Fora divertido brincar com ele, dizendo para usar sua imaginação...


Entraram no bar, sentindo logo a fumaça de cigarro barato inundar seus narizes, Hermione não era o tipo de garota que frenquentava aquele bar, ela realmente devia estar muito chateada com Harry.


- Que lugarzinho ferrado!  - exclamou a loira.
- Tenho que concordar... Não sei o que deu na Mione. Ela não freqüentaria um lugar assim em sã consciência... – comentou dando uma olhada ao seu redor.


Havia um extenso balcão, onde um homem corpulento e uma garota se revezavam em servir os clientes. Mais ao canto, uma mesa de sinuca, dividia espaço com um jukebox velho. Alguns olhares recaíram sobre os dois recém chegados, mas logo não eram mais a atração.

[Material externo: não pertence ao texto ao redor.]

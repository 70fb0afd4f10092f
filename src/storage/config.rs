//! Rider profile and application configuration.
//!
//! Configuration lives in a TOML file in the platform data directory. Every
//! section has defaults, so a partial or missing file is fine.

use std::path::{Path, PathBuf};
use std::time::Duration;

use serde::{Deserialize, Serialize};

use crate::sensors::control::TransmitterConfig;
use crate::session::control_loop::LoopConfig;
use crate::workouts::engine::DEFAULT_FTP_WATTS;
use crate::world::physics::{DEFAULT_BIKE_MASS_KG, DEFAULT_RIDER_MASS_KG};

/// Rider data used by physics and workout targets.
#[derive(Debug, Clone, PartialEq, Serialize, Deserialize)]
#[serde(default)]
pub struct RiderProfile {
    /// Functional Threshold Power in watts (0 = unknown)
    pub ftp: u32,
    /// Rider weight in kilograms
    pub weight_kg: f64,
    /// Bike weight in kilograms
    pub bike_weight_kg: f64,
}

impl Default for RiderProfile {
    fn default() -> Self {
        Self {
            ftp: DEFAULT_FTP_WATTS,
            weight_kg: DEFAULT_RIDER_MASS_KG,
            bike_weight_kg: DEFAULT_BIKE_MASS_KG,
        }
    }
}

impl RiderProfile {
    /// Rider weight with the fallback for an unset (non-positive) value
    pub fn effective_weight_kg(&self) -> f64 {
        if self.weight_kg > 0.0 {
            self.weight_kg
        } else {
            DEFAULT_RIDER_MASS_KG
        }
    }

    /// Bike weight with the fallback for an unset (non-positive) value
    pub fn effective_bike_weight_kg(&self) -> f64 {
        if self.bike_weight_kg > 0.0 {
            self.bike_weight_kg
        } else {
            DEFAULT_BIKE_MASS_KG
        }
    }
}

/// Application configuration.
#[derive(Debug, Clone, Serialize, Deserialize)]
#[serde(default)]
pub struct AppConfig {
    /// Application version
    pub version: String,
    /// Data directory path
    #[serde(skip)]
    pub data_dir: PathBuf,
    pub rider: RiderProfile,
    pub sensors: SensorSettings,
    pub control: ControlSettings,
    pub session: SessionSettings,
}

impl Default for AppConfig {
    fn default() -> Self {
        Self {
            version: env!("CARGO_PKG_VERSION").to_string(),
            data_dir: PathBuf::new(),
            rider: RiderProfile::default(),
            sensors: SensorSettings::default(),
            control: ControlSettings::default(),
            session: SessionSettings::default(),
        }
    }
}

impl AppConfig {
    /// Control loop settings
    pub fn loop_config(&self) -> LoopConfig {
        LoopConfig {
            tick_interval: Duration::from_millis(self.control.tick_interval_ms),
            sensor_timeout: Duration::from_secs(self.sensors.sensor_timeout_secs),
            power_threshold_watts: self.control.power_threshold_watts,
            grade_threshold_percent: self.control.grade_threshold_percent,
        }
    }

    /// Transmitter settings, including the rider data sent at start-up
    pub fn transmitter_config(&self) -> TransmitterConfig {
        TransmitterConfig {
            interval: Duration::from_millis(self.control.retransmit_interval_ms),
            init_step_delay: Duration::from_millis(self.control.init_step_delay_ms),
            user_weight_kg: self.rider.effective_weight_kg(),
            bike_weight_kg: self.rider.effective_bike_weight_kg(),
        }
    }
}

/// Sensor-related settings.
#[derive(Debug, Clone, Serialize, Deserialize)]
#[serde(default)]
pub struct SensorSettings {
    /// Time allowed to find a BLE device
    pub connection_timeout_secs: u64,
    /// Readings older than this are treated as zero
    pub sensor_timeout_secs: u64,
}

impl Default for SensorSettings {
    fn default() -> Self {
        Self {
            connection_timeout_secs: 15,
            sensor_timeout_secs: 5,
        }
    }
}

/// Trainer control settings.
#[derive(Debug, Clone, Serialize, Deserialize)]
#[serde(default)]
pub struct ControlSettings {
    /// Control loop tick when no sample arrives
    pub tick_interval_ms: u64,
    /// Period of the trainer command transmitter
    pub retransmit_interval_ms: u64,
    /// Delay before each FE-C initialization frame
    pub init_step_delay_ms: u64,
    /// Minimum ERG target change pushed to the trainer
    pub power_threshold_watts: f64,
    /// Grade change above which SIM grade is pushed
    pub grade_threshold_percent: f64,
}

impl Default for ControlSettings {
    fn default() -> Self {
        Self {
            tick_interval_ms: 1000,
            retransmit_interval_ms: 1000,
            init_step_delay_ms: 1000,
            power_threshold_watts: 1.0,
            grade_threshold_percent: 0.1,
        }
    }
}

/// What the binary rides.
#[derive(Debug, Clone, Default, Serialize, Deserialize)]
#[serde(default)]
pub struct SessionSettings {
    /// GPX route to load
    pub route_path: Option<PathBuf>,
    /// Workout (JSON step list) to load
    pub workout_path: Option<PathBuf>,
    /// Use a BLE trainer instead of the simulated one
    pub use_ble: bool,
}

/// Get the application data directory.
pub fn get_data_dir() -> PathBuf {
    directories::ProjectDirs::from("com", "ergsim", "ErgSim")
        .map(|dirs| dirs.data_dir().to_path_buf())
        .unwrap_or_else(|| PathBuf::from("."))
}

/// Get the configuration file path.
pub fn get_config_path() -> PathBuf {
    get_data_dir().join("config.toml")
}

/// Load application configuration from the default location.
pub fn load_config() -> Result<AppConfig, ConfigError> {
    load_config_from(&get_config_path())
}

/// Load configuration from `path`, falling back to defaults if it is missing.
pub fn load_config_from(path: &Path) -> Result<AppConfig, ConfigError> {
    if !path.exists() {
        tracing::info!("No config at {}, using defaults", path.display());
        return Ok(AppConfig {
            data_dir: get_data_dir(),
            ..Default::default()
        });
    }

    let content = std::fs::read_to_string(path).map_err(|e| ConfigError::IoError(e.to_string()))?;

    let mut config: AppConfig =
        toml::from_str(&content).map_err(|e| ConfigError::ParseError(e.to_string()))?;

    config.data_dir = get_data_dir();

    Ok(config)
}

/// Save application configuration to the default location.
pub fn save_config(config: &AppConfig) -> Result<(), ConfigError> {
    save_config_to(&get_config_path(), config)
}

/// Save application configuration to `path`.
pub fn save_config_to(path: &Path, config: &AppConfig) -> Result<(), ConfigError> {
    if let Some(parent) = path.parent() {
        std::fs::create_dir_all(parent).map_err(|e| ConfigError::IoError(e.to_string()))?;
    }

    let content =
        toml::to_string_pretty(config).map_err(|e| ConfigError::SerializeError(e.to_string()))?;

    std::fs::write(path, content).map_err(|e| ConfigError::IoError(e.to_string()))?;

    Ok(())
}

/// Configuration errors.
#[derive(Debug, thiserror::Error)]
pub enum ConfigError {
    #[error("IO error: {0}")]
    IoError(String),

    #[error("Parse error: {0}")]
    ParseError(String),

    #[error("Serialize error: {0}")]
    SerializeError(String),
}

John foi de encontro ao bar, numa pose de desdém. Como se ele fosse conseguir algo com toda aquela arrogância, pensou a loira sorrindo, imaginando o fora que sabia que o moreno tomaria. Sentou-se rente ao balcão, observando, como se não o conhecesse.


Logo a garota que servia no bar, aproximou-se de John, que abriu um sorriso falso. Poderia conhecê-lo ainda muito pouco, mas Scarlett podia já discernir algumas características do rapaz, assim como de seus outros colegas.


- Posso lhe ajudar em alguma coisa? - perguntou à garçonete.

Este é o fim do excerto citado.